• **Exercise instructions**: Retype the whole listing, character for character.

• **Record excerpts**:
// Copyright (c) 2025 Geoffrey Huntley <ghuntley@ghuntley.com>. All rights reserved.
// SPDX-License-Identifier: Proprietary

//! Runtime configuration types with resolved defaults.

use std::path::PathBuf;

use lumen_common_i18n::{AvailableLocales, Locale, DEFAULT_LOCALE};
use serde::{Deserialize, Serialize};
use tracing::warn;

use crate::layer::*;
use crate::paths::PathsConfig;
use crate::ConfigError;

/// Locales offered when no source configures any.
pub const DEFAULT_AVAILABLE_LOCALES: &[&str] = &["en", "es", "fr"];

/// The final, validated configuration for Lumen.
#[derive(Debug, Clone, Serialize, Deserialize)]
pub struct LumenConfig {
	pub i18n: I18nConfig,
	pub storage: StorageConfig,
	pub logging: LoggingConfig,

	/// Resolved XDG paths (not serialized)
	#[serde(skip)]
	pub paths: PathsConfig,
}

#[derive(Debug, Clone, PartialEq, Eq, Serialize, Deserialize)]
pub struct I18nConfig {
	pub available_locales: Vec<String>,
	pub default_locale: String,
	pub base_locale: String,
	/// Directory of `<code>.json` / `<code>.mo` bundles. `None` uses the
	/// bundles compiled into the binary.
	pub bundle_dir: Option<PathBuf>,
	pub detect_system_locale: bool,
}

impl I18nConfig {
	pub fn available(&self) -> Result<AvailableLocales, ConfigError> {
		AvailableLocales::from_codes(&self.available_locales)
			.map_err(|e| ConfigError::invalid_value("i18n.available_locales", e.to_string()))
	}

	pub fn default_locale(&self) -> Result<Locale, ConfigError> {
		parse_locale("i18n.default_locale", &self.default_locale)
	}

	pub fn base_locale(&self) -> Result<Locale, ConfigError> {
		parse_locale("i18n.base_locale", &self.base_locale)
	}
}

fn parse_locale(field: &str, code: &str) -> Result<Locale, ConfigError> {
	Locale::parse(code).ok_or_else(|| ConfigError::invalid_value(field, format!("unknown locale '{code}'")))
}

impl Default for I18nConfig {
	fn default() -> Self {
		Self {
			available_locales: DEFAULT_AVAILABLE_LOCALES.iter().map(|c| c.to_string()).collect(),
			default_locale: DEFAULT_LOCALE.to_string(),
			base_locale: DEFAULT_LOCALE.to_string(),
			bundle_dir: None,
			detect_system_locale: true,
		}
	}
}

#[derive(Debug, Clone, PartialEq, Eq, Serialize, Deserialize)]
pub struct StorageConfig {
	pub preferences_file: PathBuf,
}

#[derive(Debug, Clone, PartialEq, Eq, Serialize, Deserialize)]
pub struct LoggingConfig {
	pub level: LogLevel,
	pub format: LogFormat,
	pub file: PathBuf,
}

#[derive(Debug, Clone, Copy, PartialEq, Eq, Serialize, Deserialize, Default)]
#[serde(rename_all = "lowercase")]
pub enum LogLevel {
	Error,
	Warn,
	#[default]
	Info,
	Debug,
	Trace,
}

impl LogLevel {
	pub fn as_str(&self) -> &'static str {
		match self {
			LogLevel::Error => "error",
			LogLevel::Warn => "warn",
			LogLevel::Info => "info",
			LogLevel::Debug => "debug",
			LogLevel::Trace => "trace",
		}
	}
}

#[derive(Debug, Clone, Copy, PartialEq, Eq, Serialize, Deserialize, Default)]
#[serde(rename_all = "lowercase")]
pub enum LogFormat {
	#[default]
	Pretty,
	Json,
}

impl LumenConfig {
	/// Resolve a merged layer into a complete config, filling defaults.
	pub fn from_layer(layer: ConfigLayer, paths: PathsConfig) -> Result<Self, ConfigError> {
		Ok(Self {
			i18n: build_i18n_config(layer.i18n),
			storage: build_storage_config(layer.storage, &paths),
			logging: build_logging_config(layer.logging, &paths),
			paths,
		})
	}
}

fn build_i18n_config(layer: Option<I18nLayer>) -> I18nConfig {
	let layer = layer.unwrap_or_default();
	let defaults = I18nConfig::default();
	I18nConfig {
		available_locales: layer.available_locales.unwrap_or(defaults.available_locales),
		default_locale: layer.default_locale.unwrap_or(defaults.default_locale),
		base_locale: layer.base_locale.unwrap_or(defaults.base_locale),
		bundle_dir: layer.bundle_dir,
		detect_system_locale: layer.detect_system_locale.unwrap_or(defaults.detect_system_locale),
	}
}

fn build_storage_config(layer: Option<StorageLayer>, paths: &PathsConfig) -> StorageConfig {
	let layer = layer.unwrap_or_default();
	StorageConfig {
		preferences_file: layer
			.preferences_file
			.unwrap_or_else(|| paths.state_dir.join("preferences.json")),
	}
}

fn build_logging_config(layer: Option<LoggingLayer>, paths: &PathsConfig) -> LoggingConfig {
	let layer = layer.unwrap_or_default();
	LoggingConfig {
		level: parse_log_level(layer.level.as_deref()),
		format: parse_log_format(layer.format.as_deref()),
		file: layer.file.unwrap_or_else(|| paths.state_dir.join("lumen.log")),
	}
}

fn parse_log_level(s: Option<&str>) -> LogLevel {
	match s.map(str::to_ascii_lowercase).as_deref() {
		None | Some("info") => LogLevel::Info,
		Some("error") => LogLevel::Error,
		Some("warn") => LogLevel::Warn,
		Some("debug") => LogLevel::Debug,
		Some("trace") => LogLevel::Trace,
		Some(other) => {
			warn!(level = other, "unknown log level, using info");
			LogLevel::Info
		}
	}
}

fn parse_log_format(s: Option<&str>) -> LogFormat {
	match s {
		Some("json") => LogFormat::Json,
		None | Some("pretty") => LogFormat::Pretty,
		Some(other) => {
			warn!(format = other, "unknown log format, using pretty");
			LogFormat::Pretty
		}
	}
}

• **Solution**:
// Copyright (c) 2025 Geoffrey Huntley <ghuntley@ghuntley.com>. All rights reserved.
// SPDX-License-Identifier: Proprietary

//! Runtime configuration types with resolved defaults.

use std::path::PathBuf;

use lumen_common_i18n::{AvailableLocales, Locale, DEFAULT_LOCALE};
use serde::{Deserialize, Serialize};
use tracing::warn;

use crate::layer::*;
use crate::paths::PathsConfig;
use crate::ConfigError;

/// Locales offered when no source configures any.
pub const DEFAULT_AVAILABLE_LOCALES: &[&str] = &["en", "es", "fr"];

/// The final, validated configuration for Lumen.
#[derive(Debug, Clone, Serialize, Deserialize)]
pub struct LumenConfig {
	pub i18n: I18nConfig,
	pub storage: StorageConfig,
	pub logging: LoggingConfig,

	/// Resolved XDG paths (not serialized)
	#[serde(skip)]
	pub paths: PathsConfig,
}

#[derive(Debug, Clone, PartialEq, Eq, Serialize, Deserialize)]
pub struct I18nConfig {
	pub available_locales: Vec<String>,
	pub default_locale: String,
	pub base_locale: String,
	/// Directory of `<code>.json` / `<code>.mo` bundles. `None` uses the
	/// bundles compiled into the binary.
	pub bundle_dir: Option<PathBuf>,
	pub detect_system_locale: bool,
}

impl I18nConfig {
	pub fn available(&self) -> Result<AvailableLocales, ConfigError> {
		AvailableLocales::from_codes(&self.available_locales)
			.map_err(|e| ConfigError::invalid_value("i18n.available_locales", e.to_string()))
	}

	pub fn default_locale(&self) -> Result<Locale, ConfigError> {
		parse_locale("i18n.default_locale", &self.default_locale)
	}

	pub fn base_locale(&self) -> Result<Locale, ConfigError> {
		parse_locale("i18n.base_locale", &self.base_locale)
	}
}

fn parse_locale(field: &str, code: &str) -> Result<Locale, ConfigError> {
	Locale::parse(code).ok_or_else(|| ConfigError::invalid_value(field, format!("unknown locale '{code}'")))
}

impl Default for I18nConfig {
	fn default() -> Self {
		Self {
			available_locales: DEFAULT_AVAILABLE_LOCALES.iter().map(|c| c.to_string()).collect(),
			default_locale: DEFAULT_LOCALE.to_string(),
			base_locale: DEFAULT_LOCALE.to_string(),
			bundle_dir: None,
			detect_system_locale: true,
		}
	}
}

#[derive(Debug, Clone, PartialEq, Eq, Serialize, Deserialize)]
pub struct StorageConfig {
	pub preferences_file: PathBuf,
}

#[derive(Debug, Clone, PartialEq, Eq, Serialize, Deserialize)]
pub struct LoggingConfig {
	pub level: LogLevel,
	pub format: LogFormat,
	pub file: PathBuf,
}

#[derive(Debug, Clone, Copy, PartialEq, Eq, Serialize, Deserialize, Default)]
#[serde(rename_all = "lowercase")]
pub enum LogLevel {
	Error,
	Warn,
	#[default]
	Info,
	Debug,
	Trace,
}

impl LogLevel {
	pub fn as_str(&self) -> &'static str {
		match self {
			LogLevel::Error => "error",
			LogLevel::Warn => "warn",
			LogLevel::Info => "info",
			LogLevel::Debug => "debug",
			LogLevel::Trace => "trace",
		}
	}
}

#[derive(Debug, Clone, Copy, PartialEq, Eq, Serialize, Deserialize, Default)]
#[serde(rename_all = "lowercase")]
pub enum LogFormat {
	#[default]
	Pretty,
	Json,
}

impl LumenConfig {
	/// Resolve a merged layer into a complete config, filling defaults.
	pub fn from_layer(layer: ConfigLayer, paths: PathsConfig) -> Result<Self, ConfigError> {
		Ok(Self {
			i18n: build_i18n_config(layer.i18n),
			storage: build_storage_config(layer.storage, &paths),
			logging: build_logging_config(layer.logging, &paths),
			paths,
		})
	}
}

fn build_i18n_config(layer: Option<I18nLayer>) -> I18nConfig {
	let layer = layer.unwrap_or_default();
	let defaults = I18nConfig::default();
	I18nConfig {
		available_locales: layer.available_locales.unwrap_or(defaults.available_locales),
		default_locale: layer.default_locale.unwrap_or(defaults.default_locale),
		base_locale: layer.base_locale.unwrap_or(defaults.base_locale),
		bundle_dir: layer.bundle_dir,
		detect_system_locale: layer.detect_system_locale.unwrap_or(defaults.detect_system_locale),
	}
}

fn build_storage_config(layer: Option<StorageLayer>, paths: &PathsConfig) -> StorageConfig {
	let layer = layer.unwrap_or_default();
	StorageConfig {
		preferences_file: layer
			.preferences_file
			.unwrap_or_else(|| paths.state_dir.join("preferences.json")),
	}
}

fn build_logging_config(layer: Option<LoggingLayer>, paths: &PathsConfig) -> LoggingConfig {
	let layer = layer.unwrap_or_default();
	LoggingConfig {
		level: parse_log_level(layer.level.as_deref()),
		format: parse_log_format(layer.format.as_deref()),
		file: layer.file.unwrap_or_else(|| paths.state_dir.join("lumen.log")),
	}
}

fn parse_log_level(s: Option<&str>) -> LogLevel {
	match s.map(str::to_ascii_lowercase).as_deref() {
		None | Some("info") => LogLevel::Info,
		Some("error") => LogLevel::Error,
		Some("warn") => LogLevel::Warn,
		Some("debug") => LogLevel::Debug,
		Some("trace") => LogLevel::Trace,
		Some(other) => {
			warn!(level = other, "unknown log level, using info");
			LogLevel::Info
		}
	}
}

fn parse_log_format(s: Option<&str>) -> LogFormat {
	match s {
		Some("json") => LogFormat::Json,
		None | Some("pretty") => LogFormat::Pretty,
		Some(other) => {
			warn!(format = other, "unknown log format, using pretty");
			LogFormat::Pretty
		}
	}
}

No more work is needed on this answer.